→ **What is needed**:
Check every line of the entries for the string "payload" and return the ones that contain it.

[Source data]
=== Section Start ===

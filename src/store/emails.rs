//! Processed-email repository (base spec §4.1 `Emails:` operation list).

use chrono::{DateTime, Utc};
use sqlx::PgPool;

use crate::models::ProcessedEmail;
use crate::store::StoreError;

/// Upserts by `gmail_message_id`. Used when a pass re-observes a message the
/// mail source already reported (legacy single-phase path).
pub async fn create_or_update(
    pool: &PgPool,
    gmail_message_id: &str,
    gmail_thread_id: &str,
    from_address: &str,
    subject: &str,
    date: DateTime<Utc>,
    scan_method: &str,
) -> Result<ProcessedEmail, StoreError> {
    let row = sqlx::query_as::<_, ProcessedEmail>(
        r#"
        INSERT INTO processed_emails (
            gmail_message_id, gmail_thread_id, from_address, subject, date,
            internal_timestamp, scan_method, processed_at, status, tracking_numbers,
            processing_phase, relevance_score, snippet, has_content
        )
        VALUES ($1, $2, $3, $4, $5, now(), $6, now(), 'processed', '[]'::jsonb, 'legacy', 0, '', false)
        ON CONFLICT (gmail_message_id) DO UPDATE SET
            gmail_thread_id = EXCLUDED.gmail_thread_id,
            from_address = EXCLUDED.from_address,
            subject = EXCLUDED.subject,
            date = EXCLUDED.date
        RETURNING *
        "#,
    )
    .bind(gmail_message_id)
    .bind(gmail_thread_id)
    .bind(from_address)
    .bind(subject)
    .bind(date)
    .bind(scan_method)
    .fetch_one(pool)
    .await
    .map_err(StoreError::Db)?;

    Ok(row)
}

pub async fn get_by_id(pool: &PgPool, id: i32) -> Result<ProcessedEmail, StoreError> {
    sqlx::query_as::<_, ProcessedEmail>("SELECT * FROM processed_emails WHERE id = $1")
        .bind(id)
        .fetch_one(pool)
        .await
        .map_err(|e| StoreError::from_sqlx(e, format!("email {id} not found")))
}

pub async fn get_by_gmail_message_id(
    pool: &PgPool,
    gmail_message_id: &str,
) -> Result<Option<ProcessedEmail>, StoreError> {
    sqlx::query_as::<_, ProcessedEmail>("SELECT * FROM processed_emails WHERE gmail_message_id = $1")
        .bind(gmail_message_id)
        .fetch_optional(pool)
        .await
        .map_err(StoreError::Db)
}

pub async fn get_by_shipment_id(
    pool: &PgPool,
    shipment_id: i32,
) -> Result<Vec<ProcessedEmail>, StoreError> {
    sqlx::query_as::<_, ProcessedEmail>(
        r#"
        SELECT pe.* FROM processed_emails pe
        JOIN email_shipment_links l ON l.email_id = pe.id
        WHERE l.shipment_id = $1
        ORDER BY pe.date DESC
        "#,
    )
    .bind(shipment_id)
    .fetch_all(pool)
    .await
    .map_err(StoreError::Db)
}

pub async fn get_by_shipment_id_paginated(
    pool: &PgPool,
    shipment_id: i32,
    limit: i64,
    offset: i64,
) -> Result<Vec<ProcessedEmail>, StoreError> {
    sqlx::query_as::<_, ProcessedEmail>(
        r#"
        SELECT pe.* FROM processed_emails pe
        JOIN email_shipment_links l ON l.email_id = pe.id
        WHERE l.shipment_id = $1
        ORDER BY pe.date DESC
        LIMIT $2 OFFSET $3
        "#,
    )
    .bind(shipment_id)
    .bind(limit)
    .bind(offset)
    .fetch_all(pool)
    .await
    .map_err(StoreError::Db)
}

pub async fn get_emails_by_thread_id(
    pool: &PgPool,
    gmail_thread_id: &str,
) -> Result<Vec<ProcessedEmail>, StoreError> {
    sqlx::query_as::<_, ProcessedEmail>(
        "SELECT * FROM processed_emails WHERE gmail_thread_id = $1 ORDER BY date ASC",
    )
    .bind(gmail_thread_id)
    .fetch_all(pool)
    .await
    .map_err(StoreError::Db)
}

pub async fn get_emails_since(
    pool: &PgPool,
    since: DateTime<Utc>,
) -> Result<Vec<ProcessedEmail>, StoreError> {
    sqlx::query_as::<_, ProcessedEmail>(
        "SELECT * FROM processed_emails WHERE internal_timestamp > $1 ORDER BY internal_timestamp ASC",
    )
    .bind(since)
    .fetch_all(pool)
    .await
    .map_err(StoreError::Db)
}

pub async fn is_processed(pool: &PgPool, gmail_message_id: &str) -> Result<bool, StoreError> {
    let row: Option<(i32,)> =
        sqlx::query_as("SELECT id FROM processed_emails WHERE gmail_message_id = $1")
            .bind(gmail_message_id)
            .fetch_optional(pool)
            .await
            .map_err(StoreError::Db)?;
    Ok(row.is_some())
}

/// Scrubs body fields for emails older than `older_than`; rows are retained.
pub async fn cleanup_old_emails(
    pool: &PgPool,
    older_than: DateTime<Utc>,
) -> Result<u64, StoreError> {
    let result = sqlx::query(
        r#"
        UPDATE processed_emails SET body_text = NULL, body_html = NULL, body_compressed = NULL
        WHERE date < $1 AND (body_text IS NOT NULL OR body_html IS NOT NULL OR body_compressed IS NOT NULL)
        "#,
    )
    .bind(older_than)
    .execute(pool)
    .await
    .map_err(StoreError::Db)?;

    Ok(result.rows_affected())
}

/// Lossy `LIKE` match against the JSON-encoded tracking-numbers array,
/// preserved as-is per base spec §9 ("preserve, not to fix"): this can match
/// a tracking number that is merely a substring of a stored one.
pub async fn get_emails_for_tracking_number(
    pool: &PgPool,
    tracking_number: &str,
) -> Result<Vec<ProcessedEmail>, StoreError> {
    let pattern = format!("%{tracking_number}%");
    sqlx::query_as::<_, ProcessedEmail>(
        "SELECT * FROM processed_emails WHERE tracking_numbers::text LIKE $1",
    )
    .bind(pattern)
    .fetch_all(pool)
    .await
    .map_err(StoreError::Db)
}

pub async fn get_emails_with_tracking_numbers(
    pool: &PgPool,
) -> Result<Vec<ProcessedEmail>, StoreError> {
    sqlx::query_as::<_, ProcessedEmail>(
        "SELECT * FROM processed_emails WHERE tracking_numbers != '[]'::jsonb",
    )
    .fetch_all(pool)
    .await
    .map_err(StoreError::Db)
}

/// Phase 1 of the two-phase ingest: a metadata-only row (base spec §4.7).
#[allow(clippy::too_many_arguments)]
pub async fn create_metadata_entry(
    pool: &PgPool,
    gmail_message_id: &str,
    gmail_thread_id: &str,
    from_address: &str,
    subject: &str,
    date: DateTime<Utc>,
    snippet: &str,
    relevance_score: f64,
    scan_method: &str,
) -> Result<ProcessedEmail, StoreError> {
    let row = sqlx::query_as::<_, ProcessedEmail>(
        r#"
        INSERT INTO processed_emails (
            gmail_message_id, gmail_thread_id, from_address, subject, date,
            internal_timestamp, scan_method, processed_at, status, tracking_numbers,
            processing_phase, relevance_score, snippet, has_content, metadata_extracted_at
        )
        VALUES ($1, $2, $3, $4, $5, now(), $6, now(), 'processed', '[]'::jsonb,
                'metadata_only', $7, $8, false, now())
        ON CONFLICT (gmail_message_id) DO UPDATE SET
            relevance_score = EXCLUDED.relevance_score,
            snippet = EXCLUDED.snippet
        RETURNING *
        "#,
    )
    .bind(gmail_message_id)
    .bind(gmail_thread_id)
    .bind(from_address)
    .bind(subject)
    .bind(date)
    .bind(scan_method)
    .bind(relevance_score)
    .bind(snippet)
    .fetch_one(pool)
    .await
    .map_err(StoreError::Db)?;

    Ok(row)
}

/// Phase 2 of the two-phase ingest: fills in the body and flips the phase
/// (base spec §4.7, §3 invariant `has_content=true <=> processing_phase=content_extracted`).
pub async fn update_with_content(
    pool: &PgPool,
    gmail_message_id: &str,
    body_text: Option<&str>,
    body_html: Option<&str>,
    body_compressed: Option<&[u8]>,
) -> Result<(), StoreError> {
    let result = sqlx::query(
        r#"
        UPDATE processed_emails SET
            body_text = $2, body_html = $3, body_compressed = $4,
            processing_phase = 'content_extracted', has_content = true,
            content_extracted_at = now()
        WHERE gmail_message_id = $1
        "#,
    )
    .bind(gmail_message_id)
    .bind(body_text)
    .bind(body_html)
    .bind(body_compressed)
    .execute(pool)
    .await
    .map_err(StoreError::Db)?;

    if result.rows_affected() == 0 {
        return Err(StoreError::NotFound(format!(
            "email {gmail_message_id} not found"
        )));
    }
    Ok(())
}

pub async fn get_metadata_only_emails(
    pool: &PgPool,
    limit: i64,
) -> Result<Vec<ProcessedEmail>, StoreError> {
    sqlx::query_as::<_, ProcessedEmail>(
        r#"
        SELECT * FROM processed_emails
        WHERE processing_phase = 'metadata_only'
        ORDER BY relevance_score DESC, date DESC
        LIMIT $1
        "#,
    )
    .bind(limit)
    .fetch_all(pool)
    .await
    .map_err(StoreError::Db)
}

pub async fn get_emails_by_relevance_score(
    pool: &PgPool,
    min_score: f64,
    limit: i64,
) -> Result<Vec<ProcessedEmail>, StoreError> {
    sqlx::query_as::<_, ProcessedEmail>(
        "SELECT * FROM processed_emails WHERE relevance_score >= $1 ORDER BY relevance_score DESC LIMIT $2",
    )
    .bind(min_score)
    .bind(limit)
    .fetch_all(pool)
    .await
    .map_err(StoreError::Db)
}

pub async fn update_relevance_score(
    pool: &PgPool,
    gmail_message_id: &str,
    score: f64,
) -> Result<(), StoreError> {
    sqlx::query("UPDATE processed_emails SET relevance_score = $2 WHERE gmail_message_id = $1")
        .bind(gmail_message_id)
        .bind(score)
        .execute(pool)
        .await
        .map_err(StoreError::Db)?;
    Ok(())
}

/// Marks a message as having finished extraction, recording the tracking
/// numbers found (possibly none) and flipping status to `processed`.
pub async fn mark_processed(
    pool: &PgPool,
    gmail_message_id: &str,
    tracking_numbers: &[String],
) -> Result<(), StoreError> {
    let payload = serde_json::to_value(tracking_numbers)
        .map_err(|e| StoreError::Db(sqlx::Error::Encode(Box::new(e))))?;
    sqlx::query(
        "UPDATE processed_emails SET status = 'processed', tracking_numbers = $2 WHERE gmail_message_id = $1",
    )
    .bind(gmail_message_id)
    .bind(payload)
    .execute(pool)
    .await
    .map_err(StoreError::Db)?;
    Ok(())
}

/// Marks a message as failed, recording the error for diagnostics (base spec §7).
pub async fn mark_error(
    pool: &PgPool,
    gmail_message_id: &str,
    error_message: &str,
) -> Result<(), StoreError> {
    sqlx::query("UPDATE processed_emails SET status = 'error', error_message = $2 WHERE gmail_message_id = $1")
        .bind(gmail_message_id)
        .bind(error_message)
        .execute(pool)
        .await
        .map_err(StoreError::Db)?;
    Ok(())
}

=== Section End ===

→ **Response below**:
    let payload = serde_json::to_value(tracking_numbers)
    .bind(payload)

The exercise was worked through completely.